* _TASK DETAILS_: Please take the entries below from the first line through the line containing "pub struct Tuning" and repeat them exactly, leaving out everything after.

* _SUPPLIED ENTRIES_:
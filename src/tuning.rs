//! Data-driven game balance
//!
//! Every gameplay constant lives here so a session can be tuned from JSON
//! without touching the simulation code. Missing fields take the defaults
//! from [`crate::consts`].

use serde::{Deserialize, Serialize};

use crate::consts::*;

#[derive(Debug, Clone, PartialEq, Serialize, Deserialize)]
#[serde(default)]
pub struct Tuning {
    // === Visible area ===
    pub width: f32,
    pub height: f32,

    // === Player ===
    pub player_width: f32,
    pub player_height: f32,
    pub gravity: f32,
    pub jump_power: f32,
    pub move_speed: f32,
    pub max_height: f32,
    pub player_start_offset: f32,
    /// Band boundary as a fraction of `height`
    pub scroll_band: f32,

    // === Platforms ===
    pub platform_width: f32,
    pub platform_height: f32,
    pub platform_spacing_min: f32,
    pub platform_spacing_variance: f32,
    pub initial_platforms: u32,
    pub first_platform_offset: f32,
    pub fallback_platform_offset: f32,

    // === Scoring ===
    pub points_per_platform: u64,
    pub initial_lives: u32,

    // === Collectibles ===
    pub collectible_size: f32,
    pub collectible_lift: f32,
    pub shield_spawn_chance: f32,
    pub shield_duration_ms: u64,
    pub extra_life_spawn_chance: f32,

    // === Enemies ===
    pub enemy_width: f32,
    pub enemy_height: f32,
    pub enemy_move_speed: f32,
    pub enemy_shoot_interval_ms: u64,
    pub enemy_spawn_chance: f32,
    pub enemy_lift: f32,
    pub enemy_cull_margin: f32,

    // === Projectiles ===
    pub projectile_size: f32,
    pub projectile_speed: f32,
}

impl Default for Tuning {
    fn default() -> Self {
        Self {
            width: CANVAS_WIDTH,
            height: CANVAS_HEIGHT,

            player_width: PLAYER_WIDTH,
            player_height: PLAYER_HEIGHT,
            gravity: GRAVITY,
            jump_power: JUMP_POWER,
            move_speed: MOVE_SPEED,
            max_height: MAX_HEIGHT,
            player_start_offset: PLAYER_START_OFFSET,
            scroll_band: SCROLL_BAND,

            platform_width: PLATFORM_WIDTH,
            platform_height: PLATFORM_HEIGHT,
            platform_spacing_min: PLATFORM_SPACING_MIN,
            platform_spacing_variance: PLATFORM_SPACING_VARIANCE,
            initial_platforms: INITIAL_PLATFORMS,
            first_platform_offset: FIRST_PLATFORM_OFFSET,
            fallback_platform_offset: FALLBACK_PLATFORM_OFFSET,

            points_per_platform: POINTS_PER_PLATFORM,
            initial_lives: INITIAL_LIVES,

            collectible_size: COLLECTIBLE_SIZE,
            collectible_lift: COLLECTIBLE_LIFT,
            shield_spawn_chance: SHIELD_SPAWN_CHANCE,
            shield_duration_ms: SHIELD_DURATION_MS,
            extra_life_spawn_chance: EXTRA_LIFE_SPAWN_CHANCE,

            enemy_width: ENEMY_WIDTH,
            enemy_height: ENEMY_HEIGHT,
            enemy_move_speed: ENEMY_MOVE_SPEED,
            enemy_shoot_interval_ms: ENEMY_SHOOT_INTERVAL_MS,
            enemy_spawn_chance: ENEMY_SPAWN_CHANCE,
            enemy_lift: ENEMY_LIFT,
            enemy_cull_margin: ENEMY_CULL_MARGIN,

            projectile_size: PROJECTILE_SIZE,
            projectile_speed: PROJECTILE_SPEED,
        }
    }
}

impl Tuning {
    /// World-space y of the scroll band boundary
    #[inline]
    pub fn band_y(&self) -> f32 {
        self.height * self.scroll_band
    }

    /// Tuning with no random attachments (no collectibles, no enemies)
    pub fn peaceful() -> Self {
        Self {
            shield_spawn_chance: 0.0,
            extra_life_spawn_chance: 0.0,
            enemy_spawn_chance: 0.0,
            ..Self::default()
        }
    }
}
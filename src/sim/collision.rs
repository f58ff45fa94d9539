//! Collision detection for axis-aligned boxes
//!
//! Platforms are one-way: they only catch a falling player whose bottom
//! edge is inside the platform's thickness.

use super::state::{Platform, Player};

/// Whether the player would land on this platform right now
pub fn lands_on(player: &Player, platform: &Platform) -> bool {
    if player.vel.y <= 0.0 {
        return false;
    }
    let p = player.rect();
    let q = platform.rect();
    let bottom = player.bottom();

    p.max().x > q.min.x && p.min.x < q.max().x && bottom > q.min.y && bottom < q.max().y
}

/// Index of the platform the falling player lands on, if any
///
/// When several qualify the highest one (smallest y) wins; ties keep the
/// earliest in collection order.
pub fn landing_platform(player: &Player, platforms: &[Platform]) -> Option<usize> {
    if player.vel.y <= 0.0 {
        return None;
    }
    platforms
        .iter()
        .enumerate()
        .filter(|(_, platform)| lands_on(player, platform))
        .min_by(|(_, a), (_, b)| a.pos.y.total_cmp(&b.pos.y))
        .map(|(i, _)| i)
}
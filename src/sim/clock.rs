//! Monotonic millisecond clock
//!
//! Only used for cooldown and expiry comparisons, so tests can drive time by hand.

use std::cell::Cell;
use std::time::Instant;

pub trait Clock {
    /// Milliseconds since an arbitrary fixed origin; never decreases
    fn now_ms(&self) -> u64;
}

/// Wall-independent clock backed by [`Instant`]
#[derive(Debug, Clone, Copy)]
pub struct SystemClock {
    origin: Instant,
}

impl SystemClock {
    pub fn new() -> Self {
        Self {
            origin: Instant::now(),
        }
    }
}

impl Default for SystemClock {
    fn default() -> Self {
        Self::new()
    }
}

impl Clock for SystemClock {
    fn now_ms(&self) -> u64 {
        self.origin.elapsed().as_millis() as u64
    }
}

/// Hand-advanced clock
#[derive(Debug, Default)]
pub struct ManualClock {
    now: Cell<u64>,
}

impl ManualClock {
    pub fn new(start_ms: u64) -> Self {
        Self {
            now: Cell::new(start_ms),
        }
    }

    pub fn set(&self, ms: u64) {
        debug_assert!(ms >= self.now.get(), "clock must not go backwards");
        self.now.set(ms);
    }

    pub fn advance(&self, ms: u64) {
        self.now.set(self.now.get() + ms);
    }
}

impl Clock for ManualClock {
    fn now_ms(&self) -> u64 {
        self.now.get()
    }
}

impl<C: Clock + ?Sized> Clock for &C {
    fn now_ms(&self) -> u64 {
        (**self).now_ms()
    }
}

#[cfg(test)]
mod tests {
    use super::*;

    #[test]
    fn test_manual_clock_advances() {
        let clock = ManualClock::new(10);
        clock.advance(5);
        assert_eq!(clock.now_ms(), 15);
        clock.set(100);
        assert_eq!((&clock).now_ms(), 100);
    }

    #[test]
    fn test_system_clock_is_monotonic() {
        let clock = SystemClock::new();
        let a = clock.now_ms();
        let b = clock.now_ms();
        assert!(b >= a);
    }
}
impl<W: Warehouse> CsvLoader<W> {
    pub fn new(
        config: LoaderConfig,
        project_id: impl Into<String>,
        dataset_id: impl Into<String>,
        warehouse: W,
        reporter: Arc<dyn ErrorReporter>,
    ) -> Self {
        Self {
            config,
            project_id: project_id.into(),
            dataset_id: dataset_id.into(),
            warehouse,
            reporter,
            ingestion_date: Local::now().date_naive(),
        }
    }

    pub fn with_ingestion_date(mut self, date: NaiveDate) -> Self {
        self.ingestion_date = date;
        self
    }

    fn table_for(&self, path: &Path) -> TableRef {
        TableRef {
            project_id: self.project_id.clone(),
            dataset_id: self.dataset_id.clone(),
            table_id: self
                .config
                .table
                .clone()
                .unwrap_or_else(|| table_name_for(path)),
        }
    }

    async fn load_file(&self, path: &Path) -> Result<JobOutcome, LoadError> {
        let prepared = prepare_csv(path, self.ingestion_date)?;
        let job = UploadJob {
            source: path.to_path_buf(),
            table: self.table_for(path),
            autodetect: true,
            payload: prepared.payload,
            rows: prepared.rows,
        };
        info!("アップロード中: {} ({}行) -> {}", job.file_name(), job.rows, job.table);
        self.warehouse.append(&job).await
    }

    /// アップロード成功後の処理（失敗しても警告のみ）
    fn finish_file(&self, path: &Path) -> io::Result<()> {
        match self.config.after_upload {
            AfterUpload::Keep => Ok(()),
            AfterUpload::Delete => {
                std::fs::remove_file(path)?;
                info!("ファイル削除: {}", file_label(path));
                Ok(())
            }
            AfterUpload::Archive => {
                let archive = self.config.download_path.join(ARCHIVE_DIR);
                std::fs::create_dir_all(&archive)?;
                let target = archive.join(path.file_name().unwrap_or_default());
                std::fs::rename(path, &target)?;
                info!("ファイル退避: {} -> {}", file_label(path), target.display());
                Ok(())
            }
        }
    }

    /// ディレクトリ内の全CSVを1ジョブずつ投入
    pub async fn load_all(&self) -> Result<LoadReport, LoadError> {
        let dir = &self.config.download_path;
        info!("フォルダを走査中: {}", dir.display());

        let files = list_csv_files(dir)?;
        let mut report = LoadReport {
            found: files.len(),
            ..Default::default()
        };
        info!("CSVファイル {}件", report.found);

        for path in files {
            let file = file_label(&path);
            report.attempted += 1;

            match self.load_file(&path).await {
                Ok(outcome) => {
                    report.succeeded += 1;
                    info!(
                        "処理完了: {} (job={}, mode={:?}, rows={:?})",
                        file, outcome.job_id, outcome.mode, outcome.output_rows
                    );
                    if let Err(e) = self.finish_file(&path) {
                        warn!("アップロード後処理に失敗: {}: {}", file, e);
                    }
                }
                Err(e) if e.is_fatal() => {
                    error!(
                        "アップロード中止: attempted={}, succeeded={}, remaining={}",
                        report.attempted,
                        report.succeeded,
                        report.found - report.attempted
                    );
                    return Err(e);
                }
                Err(e) => {
                    let err = EtlError::Load(e);
                    report.failures.push(FileFailure {
                        file: file.clone(),
                        kind: err.kind(),
                        message: err.to_string(),
                    });
                    self.reporter.report(Stage::Load, &err);
                }
            }
        }

        info!(
            "アップロード完了: attempted={}, succeeded={}, failed={}",
            report.attempted,
            report.succeeded,
            report.failed()
        );
        Ok(report)
    }
}
use leads_etl::config::{self, ENV_EMAIL, ENV_PASSWORD};
use leads_etl::{DateRange, FreshPickedScraper, LeadsBrowser, ScraperConfig};

#[tokio::main]
async fn main() {
    // ログ設定
    tracing_subscriber::fmt()
        .with_max_level(tracing::Level::DEBUG)
        .init();

    config::load_dotenv();

    // 環境変数から認証情報を取得
    let email = std::env::var(ENV_EMAIL).expect("EMAIL environment variable not set");
    let password = std::env::var(ENV_PASSWORD).expect("PASSWORD environment variable not set");

    let config = ScraperConfig::new(email, password)
        .with_download_path("./downloads")
        .with_headless(false); // デバッグ用に表示モード

    let today = chrono::Local::now().date_naive();
    let range = DateRange::yesterday_to(today);
    let mut scraper = FreshPickedScraper::new(config);

    println!("=== FreshPickedLeads Scrape Test ({} - {}) ===", range.start, range.end);

    match scraper.execute(&range).await {
        Ok(files) => {
            println!("成功! {}件のCSV:", files.len());
            for f in files {
                println!("  {}", f.display());
            }
        }
        Err(e) => {
            eprintln!("エラー: {}", e);
        }
    }
}
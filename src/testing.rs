//! テスト用のフェイク実装

use std::collections::{HashMap, HashSet};
use std::path::{Path, PathBuf};
use std::sync::{Arc, Mutex};

use async_trait::async_trait;

use crate::bigquery::{JobOutcome, LoadMode, UploadJob};
use crate::download_dir::list_csv_files;
use crate::error::{ErrorKind, EtlError, LoadError, ScraperError};
use crate::fresh_picked::DateRange;
use crate::telemetry::{ErrorReporter, Stage};
use crate::traits::{LeadsBrowser, Warehouse};

/// 通知内容を記録するだけの `ErrorReporter`
#[derive(Debug, Default)]
pub(crate) struct RecordingReporter {
    reports: Mutex<Vec<(Stage, ErrorKind, String)>>,
}

impl RecordingReporter {
    pub fn taken(&self) -> Vec<(Stage, ErrorKind, String)> {
        self.reports.lock().unwrap().clone()
    }
}

impl ErrorReporter for RecordingReporter {
    fn report(&self, stage: Stage, error: &EtlError) {
        self.reports
            .lock()
            .unwrap()
            .push((stage, error.kind(), error.to_string()));
    }
}

#[derive(Debug, Clone, Copy)]
pub(crate) enum FakeResponse {
    Reject,
    Network,
    Auth,
}

/// 投入されたジョブを記録する `Warehouse`
#[derive(Debug, Clone, Default)]
pub(crate) struct FakeWarehouse {
    jobs: Arc<Mutex<Vec<UploadJob>>>,
    responses: HashMap<String, FakeResponse>,
}

impl FakeWarehouse {
    /// 指定ファイルへの応答を差し替える（既定は成功）
    pub fn respond(mut self, file: &str, response: FakeResponse) -> Self {
        self.responses.insert(file.to_string(), response);
        self
    }

    pub fn jobs(&self) -> Vec<UploadJob> {
        self.jobs.lock().unwrap().clone()
    }
}

#[async_trait]
impl Warehouse for FakeWarehouse {
    async fn append(&self, job: &UploadJob) -> Result<JobOutcome, LoadError> {
        let file = job.file_name();
        self.jobs.lock().unwrap().push(job.clone());

        match self.responses.get(&file) {
            None => Ok(JobOutcome {
                job_id: format!("job_{}", file),
                mode: LoadMode::Created,
                output_rows: Some(job.rows as u64),
            }),
            Some(FakeResponse::Reject) => Err(LoadError::Rejected {
                file,
                reason: "invalid: Provided Schema does not match Table".into(),
            }),
            Some(FakeResponse::Network) => Err(LoadError::Network(format!("{}: reset", file))),
            Some(FakeResponse::Auth) => Err(LoadError::Auth("HTTP 401: Invalid Credentials".into())),
        }
    }
}

/// 失敗させる手順
#[derive(Debug, Clone, Copy, PartialEq, Eq)]
pub(crate) enum FailAt {
    Login,
    Download,
}

/// ブラウザを使わない `LeadsBrowser`
///
/// `trigger_download` で指定のCSVをダウンロードディレクトリに書き込む。
#[derive(Debug)]
pub(crate) struct FakeBrowser {
    dir: PathBuf,
    exports: Vec<(String, String)>,
    fail_at: Option<FailAt>,
    pub steps: Vec<&'static str>,
    pub range: Option<DateRange>,
}

impl FakeBrowser {
    pub fn new(dir: &Path) -> Self {
        Self {
            dir: dir.to_path_buf(),
            exports: Vec::new(),
            fail_at: None,
            steps: Vec::new(),
            range: None,
        }
    }

    pub fn exporting(mut self, name: &str, content: &str) -> Self {
        self.exports.push((name.to_string(), content.to_string()));
        self
    }

    pub fn failing_at(mut self, step: FailAt) -> Self {
        self.fail_at = Some(step);
        self
    }

    fn step(&mut self, name: &'static str, fail: FailAt, err: ScraperError) -> Result<(), ScraperError> {
        self.steps.push(name);
        if self.fail_at == Some(fail) {
            return Err(err);
        }
        Ok(())
    }
}

#[async_trait]
impl LeadsBrowser for FakeBrowser {
    fn download_dir(&self) -> &Path {
        &self.dir
    }

    async fn initialize(&mut self) -> Result<(), ScraperError> {
        self.steps.push("initialize");
        std::fs::create_dir_all(&self.dir)?;
        Ok(())
    }

    async fn login(&mut self) -> Result<(), ScraperError> {
        self.step(
            "login",
            FailAt::Login,
            ScraperError::Login("still on login page".into()),
        )
    }

    async fn set_date_range(&mut self, range: &DateRange) -> Result<(), ScraperError> {
        self.range = Some(*range);
        self.steps.push("set_date_range");
        Ok(())
    }

    async fn fetch_leads(&mut self) -> Result<(), ScraperError> {
        self.steps.push("fetch_leads");
        Ok(())
    }

    async fn trigger_download(&mut self) -> Result<(), ScraperError> {
        self.step(
            "trigger_download",
            FailAt::Download,
            ScraperError::Timeout("0 of 1 CSV file(s) arrived within 60s".into()),
        )?;
        for (name, content) in &self.exports {
            std::fs::write(self.dir.join(name), content)?;
        }
        Ok(())
    }

    async fn wait_for_files(
        &mut self,
        before: &HashSet<PathBuf>,
    ) -> Result<Vec<PathBuf>, ScraperError> {
        self.steps.push("wait_for_files");
        Ok(list_csv_files(&self.dir)?
            .into_iter()
            .filter(|p| !before.contains(p))
            .collect())
    }

    async fn close(&mut self) -> Result<(), ScraperError> {
        self.steps.push("close");
        Ok(())
    }
}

* _ANSWER TO THIS TASK_:
filename src/tuning.rs
//! Data-driven game balance
//!
//! Every gameplay constant lives here so a session can be tuned from JSON
//! without touching the simulation code. Missing fields take the defaults
//! from [`crate::consts`].

use serde::{Deserialize, Serialize};

use crate::consts::*;

#[derive(Debug, Clone, PartialEq, Serialize, Deserialize)]
#[serde(default)]
pub struct Tuning {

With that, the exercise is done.